Gastric banding is a surgical technique to aid in weight loss in the severely obese.
Using a laparoscopic technique, an inflatable band (with the trade name Lap-Band) is tightened around the stomach to create a smaller pouch for the reception of food. The band controls the flow of food from the small pouch into the rest of the stomach and intestine. The patient feels comfortably full with a small amount of food, and because of the slow emptying, the patient will continue to feel full for several hours after eating, thus reducing the urge to eat between meals. Appropriate follow-up of the patient after the procedure is essential.

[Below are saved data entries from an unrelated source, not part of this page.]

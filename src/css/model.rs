//! Stylesheet AST: selectors, declarations, rules.

/// A single selector component.
#[derive(Debug, Clone, PartialEq)]
pub enum SelectorComponent {
    /// Type selector: matches the element tag name (e.g. `button`).
    Type(String),
    /// Universal selector: `*`.
    Universal,
    /// Class selector: `.classname` (matches the `class` attribute values).
    Class(String),
    /// ID selector: `#id` (matches the `id` attribute).
    Id(String),
}

/// A combinator between compound selectors.
#[derive(Debug, Clone, Copy, PartialEq, Eq)]
pub enum Combinator {
    /// Descendant combinator (whitespace): `A B`.
    Descendant,
    /// Child combinator: `A > B`.
    Child,
}

/// A compound selector: a sequence of components without combinators.
///
/// For example, `button.big` is one `CompoundSelector` with two components:
/// `Type("button")` and `Class("big")`.
#[derive(Debug, Clone, PartialEq, Default)]
pub struct CompoundSelector {
    pub components: Vec<SelectorComponent>,
}

impl CompoundSelector {
    /// Create an empty compound selector.
    pub fn new() -> Self {
        Self::default()
    }

    /// Append a component to this compound selector.
    pub fn push(&mut self, component: SelectorComponent) {
        self.components.push(component);
    }
}

/// One element in a selector chain: a compound selector or a combinator.
#[derive(Debug, Clone, PartialEq)]
pub enum SelectorPart {
    Compound(CompoundSelector),
    Combinator(Combinator),
}

/// A full selector: compound selectors joined by combinators.
///
/// `body > grid gd` has parts
/// `[Compound(body), Child, Compound(grid), Descendant, Compound(gd)]`.
#[derive(Debug, Clone, PartialEq, Default)]
pub struct Selector {
    /// Alternating compound selectors and combinators.
    /// Always starts and ends with a `SelectorPart::Compound`.
    pub parts: Vec<SelectorPart>,
}

impl Selector {
    /// Create an empty selector.
    pub fn new() -> Self {
        Self::default()
    }
}

/// A single property declaration, e.g. `width: 8`.
///
/// The value is kept as raw text; declared properties become element
/// attribute defaults, and any binding expressions inside are resolved later
/// by the option resolver like every other attribute value.
#[derive(Debug, Clone, PartialEq)]
pub struct Declaration {
    pub property: String,
    pub value: String,
}

/// A rule: one or more selectors paired with declarations.
#[derive(Debug, Clone, PartialEq)]
pub struct RuleSet {
    /// The selectors for this rule (comma-separated in the source).
    pub selectors: Vec<Selector>,
    /// The property declarations inside the `{ ... }` block.
    pub declarations: Vec<Declaration>,
}

/// A parsed stylesheet: a list of rule sets in source order.
#[derive(Debug, Clone, Default)]
pub struct Stylesheet {
    pub rules: Vec<RuleSet>,
}

impl Stylesheet {
    /// Create an empty stylesheet.
    pub fn new() -> Self {
        Self::default()
    }
}

#[cfg(test)]
mod tests {
    use super::*;

    #[test]
    fn compound_selector_push() {
        let mut cs = CompoundSelector::new();
        cs.push(SelectorComponent::Type("button".into()));
        cs.push(SelectorComponent::Class("big".into()));
        assert_eq!(cs.components.len(), 2);
    }

    #[test]
    fn selector_with_parts() {
        let mut body = CompoundSelector::new();
        body.push(SelectorComponent::Type("body".into()));

        let mut button = CompoundSelector::new();
        button.push(SelectorComponent::Type("button".into()));
        button.push(SelectorComponent::Id("go".into()));

        let selector = Selector {
            parts: vec![
                SelectorPart::Compound(body),
                SelectorPart::Combinator(Combinator::Child),
                SelectorPart::Compound(button),
            ],
        };

        assert_eq!(selector.parts.len(), 3);
        assert!(matches!(&selector.parts[1], SelectorPart::Combinator(Combinator::Child)));
    }

    #[test]
    fn stylesheet_default_is_empty() {
        assert!(Stylesheet::new().rules.is_empty());
        assert!(Stylesheet::default().rules.is_empty());
    }

    #[test]
    fn declaration_holds_raw_value() {
        let decl = Declaration {
            property: "width".into(),
            value: "8".into(),
        };
        assert_eq!(decl.property, "width");
        assert_eq!(decl.value, "8");
    }
}
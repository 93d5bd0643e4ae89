//! Typed reactive fields.
//!
//! A field pairs a typed get/set surface with a shared string-typed backing
//! variable ([`FieldVar`]) that widgets can observe. Binding expressions
//! reach fields through [`crate::value::Value::Field`] and their variables
//! through the `var` pseudo-key.

use std::cell::RefCell;
use std::fmt;
use std::rc::Rc;

use crate::value::Value;

/// Shared backing variable behind a field.
///
/// String-typed regardless of the field's own type, so a toolkit can wire
/// it to a widget's text variable.
#[derive(Clone, Default)]
pub struct FieldVar {
    inner: Rc<RefCell<String>>,
}

impl FieldVar {
    pub fn new(initial: impl Into<String>) -> Self {
        Self {
            inner: Rc::new(RefCell::new(initial.into())),
        }
    }

    pub fn get(&self) -> String {
        self.inner.borrow().clone()
    }

    pub fn set(&self, value: impl Into<String>) {
        *self.inner.borrow_mut() = value.into();
    }

    /// True when both handles point at the same underlying variable.
    pub fn same_var(&self, other: &FieldVar) -> bool {
        Rc::ptr_eq(&self.inner, &other.inner)
    }
}

impl fmt::Debug for FieldVar {
    fn fmt(&self, f: &mut fmt::Formatter<'_>) -> fmt::Result {
        write!(f, "FieldVar({:?})", self.get())
    }
}

/// Typed access to a backing variable.
pub trait Field {
    fn get(&self) -> Value;
    fn set(&mut self, value: Value);
    fn var(&self) -> FieldVar;
}

/// Shared field handle, the form stored in data contexts.
pub type FieldHandle = Rc<RefCell<dyn Field>>;

/// Name-keyed collection of a host's fields, insertion-ordered.
#[derive(Clone, Default)]
pub struct Fields {
    entries: Vec<(String, FieldHandle)>,
}

impl Fields {
    pub fn new() -> Self {
        Self::default()
    }

    /// Register a field, replacing any previous field of the same name.
    pub fn insert(&mut self, name: impl Into<String>, field: FieldHandle) {
        let name = name.into();
        match self.entries.iter_mut().find(|(n, _)| *n == name) {
            Some(slot) => slot.1 = field,
            None => self.entries.push((name, field)),
        }
    }

    pub fn get(&self, name: &str) -> Option<FieldHandle> {
        self.entries
            .iter()
            .find(|(n, _)| n == name)
            .map(|(_, f)| f.clone())
    }

    pub fn iter(&self) -> impl Iterator<Item = (&str, &FieldHandle)> {
        self.entries.iter().map(|(n, f)| (n.as_str(), f))
    }
}

// ── String ───────────────────────────────────────────────────────────

/// Text field with an optional maximum length, enforced by truncation on
/// every set.
pub struct StringField {
    var: FieldVar,
    max_length: Option<usize>,
}

impl StringField {
    pub fn new(initial: impl Into<String>, max_length: Option<usize>) -> Self {
        let mut field = Self {
            var: FieldVar::default(),
            max_length,
        };
        field.set(Value::Str(initial.into()));
        field
    }

    pub fn into_handle(self) -> FieldHandle {
        Rc::new(RefCell::new(self))
    }
}

impl Field for StringField {
    fn get(&self) -> Value {
        Value::Str(self.var.get())
    }

    fn set(&mut self, value: Value) {
        let mut text = value.as_text();
        if let Some(max) = self.max_length {
            if let Some((cut, _)) = text.char_indices().nth(max) {
                text.truncate(cut);
            }
        }
        self.var.set(text);
    }

    fn var(&self) -> FieldVar {
        self.var.clone()
    }
}

// ── Bool ─────────────────────────────────────────────────────────────

/// Boolean field; the backing variable holds `"true"` or `"false"`.
pub struct BoolField {
    var: FieldVar,
}

impl BoolField {
    pub fn new(initial: bool) -> Self {
        Self {
            var: FieldVar::new(initial.to_string()),
        }
    }

    pub fn into_handle(self) -> FieldHandle {
        Rc::new(RefCell::new(self))
    }
}

impl Field for BoolField {
    fn get(&self) -> Value {
        Value::Bool(self.var.get() == "true")
    }

    fn set(&mut self, value: Value) {
        let truth = match value {
            Value::Bool(b) => b,
            Value::Int(n) => n != 0,
            Value::Str(s) => matches!(s.as_str(), "true" | "1"),
            _ => false,
        };
        self.var.set(truth.to_string());
    }

    fn var(&self) -> FieldVar {
        self.var.clone()
    }
}

// ── Int ──────────────────────────────────────────────────────────────

/// Integer field; unparsable sets leave the value unchanged.
pub struct IntField {
    var: FieldVar,
}

impl IntField {
    pub fn new(initial: i64) -> Self {
        Self {
            var: FieldVar::new(initial.to_string()),
        }
    }

    pub fn into_handle(self) -> FieldHandle {
        Rc::new(RefCell::new(self))
    }
}

impl Field for IntField {
    fn get(&self) -> Value {
        Value::Int(self.var.get().parse().unwrap_or(0))
    }

    fn set(&mut self, value: Value) {
        match value {
            Value::Int(n) => self.var.set(n.to_string()),
            Value::Bool(b) => self.var.set(if b { "1" } else { "0" }),
            Value::Str(s) => {
                if let Ok(n) = s.trim().parse::<i64>() {
                    self.var.set(n.to_string());
                }
            }
            _ => {}
        }
    }

    fn var(&self) -> FieldVar {
        self.var.clone()
    }
}

#[cfg(test)]
mod tests {
    use super::*;

    // ── StringField ──────────────────────────────────────────────────

    #[test]
    fn string_field_roundtrip() {
        let mut field = StringField::new("hello", None);
        assert_eq!(field.get(), Value::str("hello"));
        field.set(Value::str("world"));
        assert_eq!(field.get(), Value::str("world"));
    }

    #[test]
    fn string_field_truncates_to_max_length() {
        let mut field = StringField::new("", Some(5));
        field.set(Value::str("overflowing"));
        assert_eq!(field.get(), Value::str("overf"));
    }

    #[test]
    fn string_field_truncates_initial_value() {
        let field = StringField::new("toolong", Some(3));
        assert_eq!(field.get(), Value::str("too"));
    }

    #[test]
    fn string_field_var_tracks_value() {
        let mut field = StringField::new("a", None);
        let var = field.var();
        field.set(Value::str("b"));
        assert_eq!(var.get(), "b");
        var.set("c");
        assert_eq!(field.get(), Value::str("c"));
    }

    // ── BoolField ────────────────────────────────────────────────────

    #[test]
    fn bool_field_coerces() {
        let mut field = BoolField::new(false);
        field.set(Value::str("true"));
        assert_eq!(field.get(), Value::Bool(true));
        field.set(Value::Int(0));
        assert_eq!(field.get(), Value::Bool(false));
    }

    // ── IntField ─────────────────────────────────────────────────────

    #[test]
    fn int_field_parses_strings() {
        let mut field = IntField::new(0);
        field.set(Value::str("42"));
        assert_eq!(field.get(), Value::Int(42));
    }

    #[test]
    fn int_field_ignores_unparsable() {
        let mut field = IntField::new(7);
        field.set(Value::str("seven"));
        assert_eq!(field.get(), Value::Int(7));
    }

    // ── Fields collection ────────────────────────────────────────────

    #[test]
    fn fields_insert_and_get() {
        let mut fields = Fields::new();
        fields.insert("name", StringField::new("amy", None).into_handle());
        let handle = fields.get("name").unwrap();
        assert_eq!(handle.borrow().get(), Value::str("amy"));
        assert!(fields.get("other").is_none());
    }

    #[test]
    fn fields_insert_replaces_by_name() {
        let mut fields = Fields::new();
        fields.insert("n", IntField::new(1).into_handle());
        fields.insert("n", IntField::new(2).into_handle());
        assert_eq!(fields.get("n").unwrap().borrow().get(), Value::Int(2));
    }
}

The size of the opening between the two halves of the stomach created by the band can be adjusted after the operation without additional surgery, depending on the patient’s reactions and results. This is done by inserting a needle through the skin into a reservoir of fluid (usually saline) that controls the tension in the inflatable circular band. X-rays such as a barium meal are normally performed before and after any inflation.
In cases with complications such as vomiting, obstruction and oesophageal enlargement, it is possible to completely deflate the system, opening up the stomach. In the following weeks it is possible to gradually inflate the system again.
Weight loss and diet must be carefully monitored indefinitely after the application of a gastric band.
After the procedure, patients can usually eat less than a quarter of a normal sized meal without causing discomfort or nausea. Most patients lose over a third of their excess weight over the next three years.
Surgery to produce weight loss is a serious undertaking, and each patient should clearly understand what the proposed operation involves.